Nella notte tra il 19 e il 20 Marzo, presso il lungomare di Mergellina, è successo qualcosa di assurdo, che ha sconvolto tantissime persone. Francesco Pio Maimone, ragazzo di diciannove anni, che si trovava nei pressi di un noto chioschetto della zona, è stato colpito  da uno sparo in pieno petto. Inutile la corsa in ospedale dove è giunto senza vita. Seppure può sembrare bizzarro, bisogna partire dalle scarpe che l’assassino calzava quella notte, che erano per lui il suo piccolo mondo. Egli si chiama Francesco Pio Valda, ha lo stesso nome della sua vittima ed è originario di una famiglia molto problematica: il padre camorrista tentò di uccidere la moglie nel momento in cui era incinta di lui e poi è stato assassinato nel 2013; suo fratello è in carcere per tentato omicidio. Crescere in un ambiente strettamente legato alla criminalità non può far altro che immettere nel ragazzo valori negativi di violenza e di prepotenza. Un camorrista non può permettersi di ricevere un torto, né tantomeno di mostrare timore verso un qualsiasi avversario. Un camorrista necessita che tutti ammirino le sue scarpe nuove, che gli chiedano quanto costino, che facciano domande sulla sua famiglia, a cui lui potrà rispondere ripescando un parente dal carcere e uno dal cimitero, magari morto in uno scontro tra clan.

Ma torniamo alle scarpe.  Si è cercato di ricostruire le dinamiche dell’accaduto e si è arrivati alla conclusione che sia scoppiata una lite a causa di qualcuno che ha sporcato le costosissime scarpe dell’assassino. In questa lite, però, Maimone  non era minimamente coinvolto. Il ragazzo che ha estratto il revolver ha sparato prima in aria e poi ad altezza d’uomo. Francesco Pio è stato colpito al petto mentre mangiava noccioline con un paio di amici. Sognava di aprire una pizzeria e invece ha trovato la morte per colpa di un balordo. Un solo colpo che non gli ha lasciato scampo. Una volta arrivato in ospedale, i medici non hanno potuto fare altro che constatarne il decesso.

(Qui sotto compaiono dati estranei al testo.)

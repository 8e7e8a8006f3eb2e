use crate::core::DocumentKind;
use crate::core::number::document_number;

use super::validate::{check_cpf, mask};

document_number! {
    /// A validated CPF number.
    ///
    /// Displays as `DDD.DDD.DDD-DD` and serializes as its 11 bare digits.
    Cpf, kind = DocumentKind::Cpf, check = check_cpf, mask = mask
}
use crate::core::DocumentError;
use crate::core::check_digit::{
    cycling_weights, digits, expect_digit, is_repeated, mod11, weighted_sum,
};
use crate::core::normalize;

use super::number::Cnpj;

/// Digits in a normalized CNPJ.
pub const CNPJ_LEN: usize = 14;

/// Digits in a CNPJ base, before the check digits.
pub const CNPJ_BASE_LEN: usize = 12;

/// Format a CNPJ as `DD.DDD.DDD-DDDD/DD`.
///
/// The input is normalized first. Check digits are not verified.
pub fn format_cnpj(input: &str) -> Result<String, DocumentError> {
    let cnpj = normalize(input, CNPJ_LEN)?;
    Ok(mask(&cnpj))
}

/// Whether `input` is a valid CNPJ.
pub fn validate_cnpj(input: &str) -> bool {
    check_cnpj(input).is_ok()
}

/// Validate a CNPJ, returning the typed number or the first rule it breaks.
///
/// Rules, in order: normalization, repeated-digit guard, first check
/// digit, second check digit.
pub fn check_cnpj(input: &str) -> Result<Cnpj, DocumentError> {
    verify(input)
        .map(Cnpj::from_normalized)
        .inspect_err(|err| tracing::trace!(kind = "cnpj", reason = %err, "document rejected"))
}

/// Compute both check digits for a twelve-digit CNPJ base.
pub fn cnpj_check_digits(base: &str) -> Result<[u8; 2], DocumentError> {
    let base = normalize(base, CNPJ_BASE_LEN)?;
    let mut d = digits(&base);
    let first = first_digit(&d);
    d.push(first);
    Ok([first, second_digit(&d)])
}

fn verify(input: &str) -> Result<String, DocumentError> {
    let cnpj = normalize(input, CNPJ_LEN)?;
    let d = digits(&cnpj);

    if is_repeated(&d) {
        return Err(DocumentError::RepeatedDigits);
    }

    expect_digit(12, first_digit(&d), d[12])?;
    expect_digit(13, second_digit(&d), d[13])?;

    Ok(cnpj)
}

// Weights 5,4,3,2,9,...,2 over the twelve base digits.
fn first_digit(d: &[u8]) -> u8 {
    mod11(weighted_sum(&d[..12], cycling_weights(5)))
}

// Weights 6,5,4,3,2,9,...,2 over the base plus the first check digit.
fn second_digit(d: &[u8]) -> u8 {
    mod11(weighted_sum(&d[..13], cycling_weights(6)))
}

/// Apply the 2-3-3-4-2 mask to a normalized CNPJ.
pub(super) fn mask(cnpj: &str) -> String {
    format!(
        "{}.{}.{}-{}/{}",
        &cnpj[..2],
        &cnpj[2..5],
        &cnpj[5..8],
        &cnpj[8..12],
        &cnpj[12..]
    )
}
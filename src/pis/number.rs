use crate::core::DocumentKind;
use crate::core::number::document_number;

use super::validate::{check_pis, mask};

document_number! {
    /// A validated PIS/PASEP number.
    ///
    /// Displays as `DDD.DDDD.DDD-D` and serializes as its 11 bare digits.
    Pis, kind = DocumentKind::Pis, check = check_pis, mask = mask
}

Per i genitori, allora, sorge spontanea una domanda: “È sicuro lasciare i propri figli da soli per strada di notte? È giusto che debbano finire vittime delle circostanze?”. Il padre del ragazzo ucciso ha chiesto al Presidente Mattarella di aprire ‘uno spiraglio’ affinché i giovani di Napoli possano avere un futuro migliore, una vita diversa, perché questa vita non li porta da nessuna parte. E a noi ragazzi che viviamo in questa realtà così assurda, che studiamo per crearci un futuro solido, il pensiero che tutta la nostra vita potrebbe finire mentre ‘mangiamo noccioline con gli amici’ cosa ci provoca? Terrore, sgomento, indignazione, angoscia perch, pur essendo apparentemente  liberi di vivere la nostra vita, di crescere e fare le nostre esperienze, siamo in realtà prigionieri di un sistema  imposto dalla criminalità.

Ci vorrebbe una maggiore presenza dello Stato, delle forze dell’ordine, soprattutto negli ambienti frequentati dai giovani, dove le risse posso nascere all’improvviso senza un reale motivo e sfociare in tragedia. Non è comprensibile che ci siano ragazzi che girano armati senza un controllo. Lo Stato dovrebbe affermare la sua presenza, far sentire il peso della sua autorità. Non dobbiamo permettere che le nostre strade si trasformino in un ‘Far West’.